Economic Stress Maximal 9 Months After Bernanke Espied Green Shoots

This is one long horticultural pregnancy. It was March 15, 2009 that Fed Chairman Bernanke lowered himself by going on commercial TV (60 Minutes) and said, among other things:

" . . .And I think as those green shoots begin to appear in different markets and as some confidence begins to come back that will begin the positive dynamic that brings our economy back."

The AP reports that US economic stress hit a peak in Dec.:

Weakness in Western energy-producing states helped raise the average U.S. county's economic stress in December to its highest point since The Associated Press began analyzing conditions in more than 3,100 U.S. counties in October 2007. . .

Economic strains in the final month of last year were evident throughout the nation. Foreclosure and bankruptcy rates rose even as the national unemployment rate held steady. The spillover to Western states was inevitable, some economists say.

"It's hard to stay above water when much of the rest of the country is going down around you," Sean Snaith, an economist at the University of Central Florida, said of those states.

Granted it is now February, but the AP goes on to point out that the prior trough was in fact March 2009, the very month of the green shoots interview:

The AP's Economic Stress Index found that the average county's score in December was 10.8. That's a sharp jump from the 10.2 reading in November. The previous worst reading since the recession began in December 2007 was 10.3 in March 2009.

Leading economic indicators have been pointing upward for quite some time. However, we live in the real world of coincident indicators, which when adjusted for economic Viagra have been slow to join the party.

The U. S. economy appears to be following the post-credit crisis historical pattern of below-trend growth. It is essential to understand that the various forward-looking economic indicators rely heavily on monetary measures such as the steepness of the yield curve (long rates much higher than short rates being historically a good predictor of growth). What has happened here is that short rates have collapsed. Allegedly we are in the 3rd quarter of post-recession recovery, and we see 1-month T-bill rates at around 0.00%. Huh?

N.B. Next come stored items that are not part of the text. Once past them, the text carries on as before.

use crate::object_id::ObjectId;
use binary_helpers::bin_error::BinaryError;
use pagestore::errors::PageStoreError;
use std::path::PathBuf;
use thiserror::Error;

/// Errors surfaced by the record engine.
///
/// Verifier inconsistencies are not errors; they are reported as
/// [`Finding`](crate::verify::Finding)s and the verifier keeps going.
#[derive(Debug, Error)]
pub enum RecordError {
    #[error("file handle is not open")]
    NotOpen,
    #[error("bad argument: {0}")]
    BadArgument(String),
    #[error("record file already exists at {0}")]
    FileAlreadyExisted(PathBuf),
    #[error("operation is not permitted in the current open mode")]
    IllegalFileAccess,
    #[error("object {0} not found")]
    ObjectNotFound(ObjectId),
    #[error("corrupt file header: {0}")]
    CorruptHeader(String),
    #[error("operation cancelled")]
    Cancelled,
    #[error("invalid schema: {0}")]
    InvalidSchema(String),
    #[error("unsupported schema: {0}")]
    Unsupported(String),
    #[error("internal invariant violated: {0}")]
    Unexpected(String),
    #[error(transparent)]
    Store(#[from] PageStoreError),
    #[error(transparent)]
    Binary(#[from] BinaryError),
}

pub type Result<T> = std::result::Result<T, RecordError>;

On an absolute basis, the 10-year Treasury rate around 3.6% is very low, but I do not think that the forward-looking economic indicators take that into account. Some intelligent institutions and money managers are willing to accept this "low" yield year after year till 2020. Under the deep freeze conditions where instantaneous money carries no cost to borrow, how can we expect the yield curve to tell us much about future growth? Perhaps we really should look at absolute rates, not just spreads between money rates of different durations.

I believe that the administration took its eye off the economic ball last year. It passed a "stimulus" bill that was weighted largely to depression-type relief for the states (Medicaid, unemployment benefits, etc.), a one-off tax cut of the useless type that was tried in 2008, and some roads programs etc., and then went off on its to-date fruitless but distracting efforts on cap and trade and healthcare reform. From a small business perspective, these proposed changes were large enough to further inhibit hiring, and given the poor economy, hunkering down/cutting costs was an easy choice to make.

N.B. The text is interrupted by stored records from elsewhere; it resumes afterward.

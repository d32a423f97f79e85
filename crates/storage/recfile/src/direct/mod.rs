//! The fixed-length file: one slot per record with an occupancy bitmap per
//! page and a free-slot chain threaded through the slots themselves.

pub(crate) mod field;
pub mod iterator;
pub(crate) mod page_header;

use crate::errors::{RecordError, Result};
use crate::file_info::{FileInformation, INFO_PAGE_ID, ValidateOperation};
use crate::metadata::MetaData;
use crate::object_id::ObjectId;
use crate::row::RowData;
use crate::targets::TargetFields;
use iterator::{DirectIterator, Operation};
use pagestore::paged_file::PagedFile;
use std::sync::Arc;

/// The fixed-slot file and its cursors.
#[derive(Debug)]
pub struct DirectFile {
    paged: Arc<PagedFile>,
    meta: Arc<MetaData>,
    batch: bool,
    read_iter: Option<DirectIterator>,
    write_iter: Option<DirectIterator>,
    marked: ObjectId,
}

impl DirectFile {
    pub fn new(paged: Arc<PagedFile>, meta: Arc<MetaData>, batch: bool) -> Self {
        Self {
            paged,
            meta,
            batch,
            read_iter: None,
            write_iter: None,
            marked: ObjectId::UNDEFINED,
        }
    }

    /// Reads the row at `id` into `row`. Returns false when the id names
    /// no occupied slot.
    pub fn read(&mut self, id: ObjectId, row: &mut RowData) -> Result<bool> {
        let iter = ensure_iter(&mut self.read_iter, &self.paged, &self.meta, self.batch);
        if !iter.seek(id, true, Operation::Read)? {
            return Ok(false);
        }
        let result = iter.read(row);
        iter.detach(Operation::Read);
        result.map(|()| true)
    }

    /// Advances the scan cursor and reads the next row. `start`/`end` are
    /// the scan bounds captured from the header; they only apply when the
    /// scan has not produced a row yet.
    pub fn scan_next(&mut self, start: ObjectId, end: ObjectId, row: &mut RowData) -> Result<bool> {
        if self.read_iter.is_none() {
            self.read_iter = Some(DirectIterator::with_bounds(
                Arc::clone(&self.paged),
                Arc::clone(&self.meta),
                self.batch,
                start,
                end,
            ));
        }
        let iter = self.read_iter.as_mut().expect("scan cursor present");
        if iter.is_unset() {
            iter.set_start(start);
            iter.set_end(end);
        }
        if !iter.next()? {
            return Ok(false);
        }
        let result = iter.read(row);
        iter.detach(Operation::Read);
        result.map(|()| true)
    }

    /// Reads only the null bitmap and variable id of the row at `id`.
    pub fn read_slot_header(&mut self, id: ObjectId, row: &mut RowData) -> Result<()> {
        let iter = ensure_iter(&mut self.write_iter, &self.paged, &self.meta, self.batch);
        if !iter.seek(id, true, Operation::Read)? {
            return Err(RecordError::ObjectNotFound(id));
        }
        let result = iter.read_slot_header(row);
        iter.detach(Operation::Read);
        result
    }

    /// Reads only the variable object id of the row at `id`.
    pub fn read_variable_id(&mut self, id: ObjectId) -> Result<ObjectId> {
        let iter = ensure_iter(&mut self.write_iter, &self.paged, &self.meta, self.batch);
        if !iter.seek(id, true, Operation::Read)? {
            return Err(RecordError::ObjectNotFound(id));
        }
        let result = iter.read_variable_id();
        iter.detach(Operation::Read);
        result
    }

    /// Acquires a slot (free-chain head first, then an append past the
    /// last object), writes the row, and maintains the header counters.
    pub fn insert(&mut self, row: &RowData, info: &mut FileInformation) -> Result<ObjectId> {
        let free_id = info.first_free_fixed();
        let use_free_chain = !free_id.is_undefined();
        let mut preferred = free_id;

        if !use_free_chain && info.count() > 0 {
            // Append: the next vacant slot on the last object's page, or a
            // fresh page when that page is full.
            let last = info.last();
            let op = if self.batch {
                Operation::Batch
            } else {
                Operation::Write
            };
            let iter = ensure_iter(&mut self.write_iter, &self.paged, &self.meta, self.batch);
            if iter.seek(last, true, op)? {
                preferred = iter.next_free_object_id()?;
                if preferred.is_undefined() {
                    iter.detach(Operation::Read);
                }
            }
        }

        let iter = ensure_iter(&mut self.write_iter, &self.paged, &self.meta, self.batch);
        let popped = iter.insert(row, preferred, use_free_chain)?;
        let id = iter.object_id();
        info.set_first_free_fixed(popped);
        info.validate(iter, ValidateOperation::Insert)?;
        tracing::debug!(object_id = %id, used_free_chain = use_free_chain, "inserted record");
        Ok(id)
    }

    /// Overwrites the slot header and the targeted fixed columns of `id`.
    pub fn update(
        &mut self,
        id: ObjectId,
        row: &RowData,
        targets: &TargetFields,
        info: &mut FileInformation,
    ) -> Result<()> {
        let iter = ensure_iter(&mut self.write_iter, &self.paged, &self.meta, self.batch);
        if !iter.seek(id, true, Operation::Write)? {
            return Err(RecordError::ObjectNotFound(id));
        }
        iter.update(row, targets)?;
        info.validate(iter, ValidateOperation::Update)?;
        tracing::debug!(object_id = %id, "updated record");
        Ok(())
    }

    /// Clears the slot at `id`, threads it onto the free chain, and
    /// maintains the header counters and endpoints.
    pub fn expunge(&mut self, id: ObjectId, info: &mut FileInformation) -> Result<()> {
        // Endpoint replacement searches are bounded by the current
        // first/last object ids.
        let (first, last) = (info.first(), info.last());
        let iter = ensure_iter(&mut self.write_iter, &self.paged, &self.meta, self.batch);
        iter.set_start(first);
        iter.set_end(last);
        if !iter.seek(id, true, Operation::Expunge)? {
            return Err(RecordError::ObjectNotFound(id));
        }
        iter.expunge(info.first_free_fixed())?;
        info.validate(iter, ValidateOperation::Expunge)?;
        tracing::debug!(object_id = %id, "expunged record");
        Ok(())
    }

    /// Records the scan position for `rewind`.
    pub fn mark(&mut self) {
        self.marked = self
            .read_iter
            .as_ref()
            .map(|iter| iter.object_id())
            .unwrap_or(ObjectId::UNDEFINED);
    }

    /// Returns to the marked position, or resets the scan when nothing
    /// was marked.
    pub fn rewind(&mut self) -> Result<()> {
        if self.marked.is_undefined() {
            self.reset();
            return Ok(());
        }
        let marked = self.marked;
        let iter = ensure_iter(&mut self.read_iter, &self.paged, &self.meta, self.batch);
        if !iter.seek(marked, false, Operation::Read)? {
            return Err(RecordError::ObjectNotFound(marked));
        }
        Ok(())
    }

    /// Drops the scan cursor; the next scan starts over.
    pub fn reset(&mut self) {
        self.read_iter = None;
    }

    /// A fresh iterator for verification walks, bounded to the whole
    /// allocated range so the endpoint witness searches cross pages.
    pub(crate) fn verify_iterator(&self) -> DirectIterator {
        let mut iter = DirectIterator::new(Arc::clone(&self.paged), Arc::clone(&self.meta), false);
        if let Some(last_page) = self.paged.last_page_id() {
            iter.set_start(ObjectId::new(INFO_PAGE_ID + 1, 0));
            iter.set_end(ObjectId::new(last_page, self.meta.slots_per_page() - 1));
        }
        iter
    }

    /// Forgets iterator page handles after a store-level detach/recover.
    pub fn release_pages(&mut self) {
        if let Some(iter) = &mut self.read_iter {
            iter.release_page();
        }
        if let Some(iter) = &mut self.write_iter {
            iter.release_page();
        }
    }

    pub fn paged(&self) -> &Arc<PagedFile> {
        &self.paged
    }
}

fn ensure_iter<'a>(
    slot: &'a mut Option<DirectIterator>,
    paged: &Arc<PagedFile>,
    meta: &Arc<MetaData>,
    batch: bool,
) -> &'a mut DirectIterator {
    slot.get_or_insert_with(|| DirectIterator::new(Arc::clone(paged), Arc::clone(meta), batch))
}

If policy now focuses on the economy first, second and third from a domestic priority standpoint, the administration will do well to signal that 2010 is a year of incremental change if any at all regarding momentous long-term societal changes of the type that were proposed last year.

It is assumed at EBR that all the money printing, cyclical factors and population growth are likely to lead to significant percentage growth for a while because it is off of a very depressed base, if Washington goes off into a corner on the above-mentioned domestic policy initiatives and sucks its thumb.

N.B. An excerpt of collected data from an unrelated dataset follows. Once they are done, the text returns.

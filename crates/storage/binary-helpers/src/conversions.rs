use crate::bin_error::BinaryError;

/// Checked narrowing from `usize` offsets/lengths into on-disk integer widths.
pub trait UsizeNarrowing {
    fn to_u32(self) -> Result<u32, BinaryError>;
}

impl UsizeNarrowing for usize {
    fn to_u32(self) -> Result<u32, BinaryError> {
        u32::try_from(self).map_err(|_| BinaryError::Narrowing)
    }
}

However, so many mistakes have been made in economic policy over the past decade that a return to policies that encourage thrift and equity buildup rather than the doubling down (or quadrupling down) on the issuance of debt, the reversal of increasing unfunded liabilities, and the like is an important part of creating a long-term scenario for a virtuous economic cycle. Until then, more stop-start financial market action is a base case (see Jobs Will Grow in 2010, But Then What?), and the markets will reflect that by discounting the growth cycle. This discounting may already have begun even as the real world economic conditions continue to trough rather than peak, as should be the case.

In retrospect it may be clear whether the markets have already done this discounting. What is clear is that the traders and the deficit spenders continue to have excessive power over the real economy. The great economic failure of Barack Obama continues to be that he was elected with Goldman Sachs etc. dollars behind him and had no intention from the start of instituting real change that we could believe in regarding the cause of the economic ills to which he was heir.